The advertisement, an open letter to Bezos that was set to appear on a full page in Friday’s newspaper, is aimed at combating the notion that the opposition to Amazon was widespread, arguing that a “clear majority” of New Yorkers support the company.
“We know the public debate that followed the announcement of the Long Island City project was rough and not very welcoming,” reads the letter, paid for by the Partnership for New York City, a prominent business group. “Governor Cuomo will take personal responsibility for the project’s state approval and Mayor de Blasio will work together with the governor to manage the community development process.”
Kathryn Wylde, president of the partnership, said the letter had been aimed not just at Amazon but at assuring technology companies generally that New York City welcomed their businesses: “Yes, it’s directed to Amazon in hopes they will reconsider. Equally, it is a message to the broader industry.”

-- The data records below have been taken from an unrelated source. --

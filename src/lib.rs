//! DAAD 国際プログラム検索スクレイパー
//!
//! - 検索条件から検索URLを組み立て、ヘッドレスChromeで結果と詳細ページを巡回
//! - 詳細ページからコース情報（大学名・学位・学費・締切・出願要件など）を抽出
//! - 結果をJSON (HTTP API) またはCSVで返す
//!
//! # 使用例
//!
//! ```rust,ignore
//! use course_scraper::{ScrapeRequest, ScraperConfig, ScraperService};
//! use tower::ServiceExt;
//!
//! #[tokio::main]
//! async fn main() {
//!     let service = ScraperService::new(ScraperConfig::default());
//!
//!     let request = ScrapeRequest::new("computer science").with_limit(5);
//!
//!     let result = service.oneshot(request).await.unwrap();
//!     println!("Courses: {}", result.courses.len());
//! }
//! ```
//!
//! # CSV出力
//!
//! ```rust,ignore
//! use course_scraper::export::{export_to_csv, records_to_rows};
//!
//! let rows = records_to_rows(&result.courses)?;
//! let csv = export_to_csv(&rows)?;
//! ```

pub mod config;
pub mod daad;
pub mod error;
pub mod export;
pub mod server;
pub mod service;
pub mod traits;

// 主要な型をリエクスポート
pub use config::{ScraperConfig, ServerConfig};
pub use daad::{CourseRecord, DaadScraper, SearchQuery};
pub use error::ScraperError;
pub use service::{ScrapeRequest, ScrapeResult, ScraperService};
pub use traits::Scraper;
use course_scraper::{server, ServerConfig};
use tracing_subscriber::EnvFilter;

#[actix_web::main]
async fn main() -> std::io::Result<()> {
    // ログ設定（RUST_LOG 未指定時は info）
    tracing_subscriber::fmt()
        .with_env_filter(
            EnvFilter::try_from_default_env().unwrap_or_else(|_| EnvFilter::new("info")),
        )
        .init();

    let config = ServerConfig::from_env();
    server::run(config).await
}
use std::future::Future;
use std::pin::Pin;
use std::task::{Context, Poll};

use serde::{Deserialize, Deserializer};
use serde_json::Value;
use tower::Service;
use tracing::info;

use crate::config::ScraperConfig;
use crate::daad::{CourseRecord, DaadScraper, SearchQuery, DEFAULT_LIMIT};
use crate::error::ScraperError;
use crate::traits::Scraper;

/// スクレイピングリクエスト（`POST /api/scrape` のボディ）
#[derive(Debug, Clone, Deserialize)]
#[serde(rename_all = "camelCase")]
pub struct ScrapeRequest {
    #[serde(default)]
    pub course_name: String,
    #[serde(default = "default_degree_types", deserialize_with = "lenient_degree_types")]
    pub degree_types: Vec<String>,
    #[serde(default = "default_languages", deserialize_with = "lenient_languages")]
    pub languages: Vec<String>,
    #[serde(default = "default_start_periods", deserialize_with = "lenient_start_periods")]
    pub start_periods: Vec<String>,
    #[serde(default = "default_limit", deserialize_with = "lenient_limit")]
    pub university_limit: u32,
}

fn default_degree_types() -> Vec<String> {
    SearchQuery::default().degree_types
}

fn default_languages() -> Vec<String> {
    SearchQuery::default().languages
}

fn default_start_periods() -> Vec<String> {
    SearchQuery::default().start_periods
}

fn default_limit() -> u32 {
    DEFAULT_LIMIT
}

/// フィルター名の配列（`null`・配列以外はデフォルト、文字列以外の要素は無視）
fn lenient_names(value: Value, default: fn() -> Vec<String>) -> Vec<String> {
    match value {
        Value::Array(items) => items
            .into_iter()
            .filter_map(|item| match item {
                Value::String(name) => Some(name),
                _ => None,
            })
            .collect(),
        _ => default(),
    }
}

fn lenient_degree_types<'de, D>(deserializer: D) -> Result<Vec<String>, D::Error>
where
    D: Deserializer<'de>,
{
    Ok(lenient_names(Value::deserialize(deserializer)?, default_degree_types))
}

fn lenient_languages<'de, D>(deserializer: D) -> Result<Vec<String>, D::Error>
where
    D: Deserializer<'de>,
{
    Ok(lenient_names(Value::deserialize(deserializer)?, default_languages))
}

fn lenient_start_periods<'de, D>(deserializer: D) -> Result<Vec<String>, D::Error>
where
    D: Deserializer<'de>,
{
    Ok(lenient_names(Value::deserialize(deserializer)?, default_start_periods))
}

/// 数値・数値文字列のどちらも受け付け、解釈できなければデフォルト値
fn lenient_limit<'de, D>(deserializer: D) -> Result<u32, D::Error>
where
    D: Deserializer<'de>,
{
    let value = Value::deserialize(deserializer)?;
    let limit = match &value {
        Value::Number(n) => n.as_u64().and_then(|n| u32::try_from(n).ok()).or_else(|| {
            n.as_f64()
                .filter(|f| f.fract() == 0.0 && *f >= 0.0 && *f <= f64::from(u32::MAX))
                .map(|f| f as u32)
        }),
        Value::String(s) => s.trim().parse().ok(),
        _ => None,
    };
    Ok(limit.unwrap_or(DEFAULT_LIMIT))
}

impl ScrapeRequest {
    pub fn new(course_name: impl Into<String>) -> Self {
        let query = SearchQuery::new(course_name);
        Self {
            course_name: query.course_name,
            degree_types: query.degree_types,
            languages: query.languages,
            start_periods: query.start_periods,
            university_limit: query.limit,
        }
    }

    pub fn with_limit(mut self, limit: u32) -> Self {
        self.university_limit = limit;
        self
    }
}

impl From<ScrapeRequest> for SearchQuery {
    fn from(req: ScrapeRequest) -> Self {
        SearchQuery::new(req.course_name)
            .with_degree_types(req.degree_types)
            .with_languages(req.languages)
            .with_start_periods(req.start_periods)
            .with_limit(req.university_limit)
    }
}

/// スクレイピング結果
#[derive(Debug)]
pub struct ScrapeResult {
    pub search_url: String,
    pub courses: Vec<CourseRecord>,
}

/// tower::Serviceを実装したスクレイパーサービス
///
/// リクエストごとにブラウザを起動して終了する。
#[derive(Debug, Clone, Default)]
pub struct ScraperService {
    config: ScraperConfig,
}

impl ScraperService {
    pub fn new(config: ScraperConfig) -> Self {
        Self { config }
    }
}

impl Service<ScrapeRequest> for ScraperService {
    type Response = ScrapeResult;
    type Error = ScraperError;
    type Future = Pin<Box<dyn Future<Output = Result<Self::Response, Self::Error>> + Send>>;

    fn poll_ready(&mut self, _cx: &mut Context<'_>) -> Poll<Result<(), Self::Error>> {
        Poll::Ready(Ok(()))
    }

    fn call(&mut self, req: ScrapeRequest) -> Self::Future {
        info!(
            "Scrape request received: course_name='{}', limit={}",
            req.course_name, req.university_limit
        );
        let config = self.config.clone();

        Box::pin(async move {
            let query: SearchQuery = req.into();
            let search_url = query.search_url(&config.base_url)?;

            let mut scraper = DaadScraper::new(config);
            let courses = scraper.execute(&search_url).await?;

            info!("Scrape completed: {} courses", courses.len());
            Ok(ScrapeResult {
                search_url,
                courses,
            })
        })
    }
}
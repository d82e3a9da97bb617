//! HTTP API（actix-web）
//!
//! - `POST /api/scrape`: 検索条件を受け取りコース情報をJSONで返す
//! - `POST /api/export-csv`: コース情報をCSVファイルとして返す

use actix_cors::Cors;
use actix_web::error::InternalError;
use actix_web::http::header;
use actix_web::{get, post, web, App, HttpResponse, HttpServer, Responder};
use serde::{Deserialize, Serialize};
use tower::ServiceExt;
use tracing::{error, info, warn};

use crate::config::ServerConfig;
use crate::daad::CourseRecord;
use crate::error::ScraperError;
use crate::export::{export_to_csv, Row};
use crate::service::{ScrapeRequest, ScraperService};

const CSV_FILENAME: &str = "course_results.csv";

pub struct AppState {
    service: ScraperService,
}

impl AppState {
    pub fn new(service: ScraperService) -> Self {
        Self { service }
    }
}

#[derive(Debug, Serialize)]
struct ScrapeResponse {
    success: bool,
    data: Vec<CourseRecord>,
    count: usize,
}

#[derive(Debug, Serialize)]
struct ErrorResponse {
    success: bool,
    error: String,
}

impl ErrorResponse {
    fn new(message: impl ToString) -> Self {
        Self {
            success: false,
            error: message.to_string(),
        }
    }
}

#[derive(Debug, Deserialize)]
struct ExportRequest {
    #[serde(default)]
    data: Option<Vec<Row>>,
}

#[get("/api/health")]
async fn health() -> impl Responder {
    HttpResponse::Ok().json(serde_json::json!({ "status": "ok" }))
}

#[post("/api/scrape")]
async fn scrape(state: web::Data<AppState>, body: web::Json<ScrapeRequest>) -> HttpResponse {
    let service = state.service.clone();

    match service.oneshot(body.into_inner()).await {
        Ok(result) => {
            info!(
                "Returning {} courses for {}",
                result.courses.len(),
                result.search_url
            );
            let count = result.courses.len();
            HttpResponse::Ok().json(ScrapeResponse {
                success: true,
                data: result.courses,
                count,
            })
        }
        Err(e) => {
            error!("Scrape failed: {}", e);
            HttpResponse::InternalServerError().json(ErrorResponse::new(e))
        }
    }
}

#[post("/api/export-csv")]
async fn export_csv(body: web::Json<ExportRequest>) -> HttpResponse {
    let rows = body.into_inner().data.unwrap_or_default();

    match export_to_csv(&rows) {
        Ok(csv) => {
            info!("Exporting {} rows as CSV", rows.len());
            HttpResponse::Ok()
                .content_type("text/csv")
                .insert_header((
                    header::CONTENT_DISPOSITION,
                    format!("attachment; filename={}", CSV_FILENAME),
                ))
                .body(csv)
        }
        Err(ScraperError::NoCourseData) => {
            warn!("CSV export requested without course data");
            HttpResponse::Ok().json(ErrorResponse::new(ScraperError::NoCourseData))
        }
        Err(e) => {
            warn!("CSV export failed: {}", e);
            HttpResponse::BadRequest().json(ErrorResponse::new(e))
        }
    }
}

/// ルーティングとJSONエラー応答を登録
pub fn configure(cfg: &mut web::ServiceConfig) {
    let json_config = web::JsonConfig::default().error_handler(|err, _req| {
        let response = HttpResponse::BadRequest().json(ErrorResponse::new(&err));
        InternalError::from_response(err, response).into()
    });

    cfg.app_data(json_config)
        .service(health)
        .service(scrape)
        .service(export_csv);
}

/// HTTPサーバーを起動
pub async fn run(config: ServerConfig) -> std::io::Result<()> {
    let state = web::Data::new(AppState::new(ScraperService::new(config.scraper.clone())));
    let (host, port) = config.bind_addr();

    info!("Starting web server at http://{}:{}", host, port);

    HttpServer::new(move || {
        let cors = Cors::default()
            .allow_any_origin()
            .allow_any_method()
            .allow_any_header();

        App::new()
            .wrap(cors)
            .app_data(state.clone())
            .configure(configure)
    })
    .bind((host, port))?
    .run()
    .await
}

#[cfg(test)]
mod tests {
    use super::*;
    use crate::config::ScraperConfig;
    use actix_web::http::StatusCode;
    use actix_web::test;
    use serde_json::{json, Value};

    fn state(config: ScraperConfig) -> web::Data<AppState> {
        web::Data::new(AppState::new(ScraperService::new(config)))
    }

    #[actix_web::test]
    async fn test_export_csv_returns_attachment() {
        let app = test::init_service(
            App::new()
                .app_data(state(ScraperConfig::default()))
                .configure(configure),
        )
        .await;

        let req = test::TestRequest::post()
            .uri("/api/export-csv")
            .set_json(json!({
                "data": [
                    {"Course URL": "https://example.org/detail/1/", "Degree": "M.Sc."},
                    {"Course URL": "https://example.org/detail/2/", "Degree": null}
                ]
            }))
            .to_request();
        let resp = test::call_service(&app, req).await;

        assert_eq!(resp.status(), StatusCode::OK);
        assert_eq!(
            resp.headers().get(header::CONTENT_TYPE).unwrap(),
            "text/csv"
        );
        assert_eq!(
            resp.headers().get(header::CONTENT_DISPOSITION).unwrap(),
            "attachment; filename=course_results.csv"
        );

        let body = test::read_body(resp).await;
        assert_eq!(
            body,
            "Course URL,Degree\r\nhttps://example.org/detail/1/,M.Sc.\r\nhttps://example.org/detail/2/,\r\n"
        );
    }

    #[actix_web::test]
    async fn test_export_csv_without_data() {
        let app = test::init_service(
            App::new()
                .app_data(state(ScraperConfig::default()))
                .configure(configure),
        )
        .await;

        for body in [json!({"data": []}), json!({}), json!({"data": null})] {
            let req = test::TestRequest::post()
                .uri("/api/export-csv")
                .set_json(body)
                .to_request();
            let resp: Value = test::call_and_read_body_json(&app, req).await;

            assert_eq!(
                resp,
                json!({"success": false, "error": "No course data provided"})
            );
        }
    }

    #[actix_web::test]
    async fn test_export_csv_rejects_inconsistent_rows() {
        let app = test::init_service(
            App::new()
                .app_data(state(ScraperConfig::default()))
                .configure(configure),
        )
        .await;

        let req = test::TestRequest::post()
            .uri("/api/export-csv")
            .set_json(json!({"data": [{"Degree": "M.Sc."}, {"Fees": "none"}]}))
            .to_request();
        let resp = test::call_service(&app, req).await;

        assert_eq!(resp.status(), StatusCode::BAD_REQUEST);
        let body: Value = test::read_body_json(resp).await;
        assert_eq!(body["success"], json!(false));
    }

    #[actix_web::test]
    async fn test_malformed_json_body() {
        let app = test::init_service(
            App::new()
                .app_data(state(ScraperConfig::default()))
                .configure(configure),
        )
        .await;

        let req = test::TestRequest::post()
            .uri("/api/export-csv")
            .insert_header((header::CONTENT_TYPE, "application/json"))
            .set_payload("{not json")
            .to_request();
        let resp = test::call_service(&app, req).await;

        assert_eq!(resp.status(), StatusCode::BAD_REQUEST);
        let body: Value = test::read_body_json(resp).await;
        assert_eq!(body["success"], json!(false));
    }

    #[actix_web::test]
    async fn test_scrape_failure_is_reported() {
        let app = test::init_service(
            App::new()
                .app_data(state(ScraperConfig::new().with_base_url("not a url")))
                .configure(configure),
        )
        .await;

        let req = test::TestRequest::post()
            .uri("/api/scrape")
            .set_json(json!({"courseName": "history"}))
            .to_request();
        let resp = test::call_service(&app, req).await;

        assert_eq!(resp.status(), StatusCode::INTERNAL_SERVER_ERROR);
        let body: Value = test::read_body_json(resp).await;
        assert_eq!(body["success"], json!(false));
        assert!(body["error"].is_string());
    }

    #[actix_web::test]
    async fn test_health() {
        let app = test::init_service(
            App::new()
                .app_data(state(ScraperConfig::default()))
                .configure(configure),
        )
        .await;

        let req = test::TestRequest::get().uri("/api/health").to_request();
        let resp: Value = test::call_and_read_body_json(&app, req).await;
        assert_eq!(resp, json!({"status": "ok"}));
    }
}
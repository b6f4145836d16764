//! Wire types for the advisory backend's wallet endpoints

use cryptoadvisor_model::OwnerId;
use serde::{Deserialize, Serialize};

/// `GET /balance/{owner}`
#[derive(Debug, Clone, Copy, PartialEq, Serialize, Deserialize)]
pub struct BalanceResponse {
    pub balance: f64,
}

/// Body of `POST /deposit/{owner}`
#[derive(Debug, Clone, Copy, PartialEq, Serialize, Deserialize)]
pub struct DepositBody {
    pub amount: f64,
}

/// Successful `POST /deposit/{owner}`
#[derive(Debug, Clone, Copy, PartialEq, Serialize, Deserialize)]
pub struct DepositResponse {
    pub new_balance: f64,
}

/// Error payload the backend attaches to 4xx responses
#[derive(Debug, Clone, PartialEq, Eq, Serialize, Deserialize)]
pub struct ErrorDetail {
    pub detail: String,
}

pub mod routes {
    use super::OwnerId;

    pub fn balance(owner: &OwnerId) -> String {
        format!("/balance/{}", owner)
    }

    pub fn deposit(owner: &OwnerId) -> String {
        format!("/deposit/{}", owner)
    }
}
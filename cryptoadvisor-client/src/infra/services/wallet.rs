//! Wallet service trait
//!
//! The remote authority for a user's balance. `ApiClient` is the production
//! implementation; `infra::testing::stubs::StubWalletApi` drives tests.

use async_trait::async_trait;
use cryptoadvisor_model::OwnerId;

use crate::infra::errors::ApiError;

#[async_trait]
pub trait WalletApi: Send + Sync + std::fmt::Debug {
    /// Authoritative balance for `owner`.
    async fn fetch_balance(&self, owner: &OwnerId) -> Result<f64, ApiError>;

    /// Credit `amount` to `owner`; returns the balance after the deposit.
    async fn deposit(
        &self,
        owner: &OwnerId,
        amount: f64,
    ) -> Result<f64, ApiError>;
}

“The governor’s office was working with the business community on how to send this message,” Wylde added, and the result was the letter.
Many of those signing on to the letter — including public housing leaders, unions like Local 32BJ of the Service Employees International Union and the Building and Construction Trades Council of Greater New York — were supportive of the deal all along. The most vocal opponents were not among the signatories.
“We can find a way to both elevate working families and embrace innovation economy jobs,” Jeffries, who signed the letter, said in a statement. “Otherwise, the city that never sleeps risks falling victim to a Luddite-induced slumber.”
One thing that has changed in the last two weeks: Andrea Stewart-Cousins, the Democratic majority leader of the state Senate, withdrew her nomination of Sen. Michael Gianaris to the obscure Public Authorities Control Board. The position would have given Gianaris, who represents Long Island City, the ability to vote down the development project for Amazon when it came before the board in about a year’s time.
But Cuomo refused to appoint Gianaris — or to formally reject him. And so last week, Stewart-Cousins selected another Queens representative, Leroy Comrie, to sit on the board, a person who would be more likely to get the governor’s approval.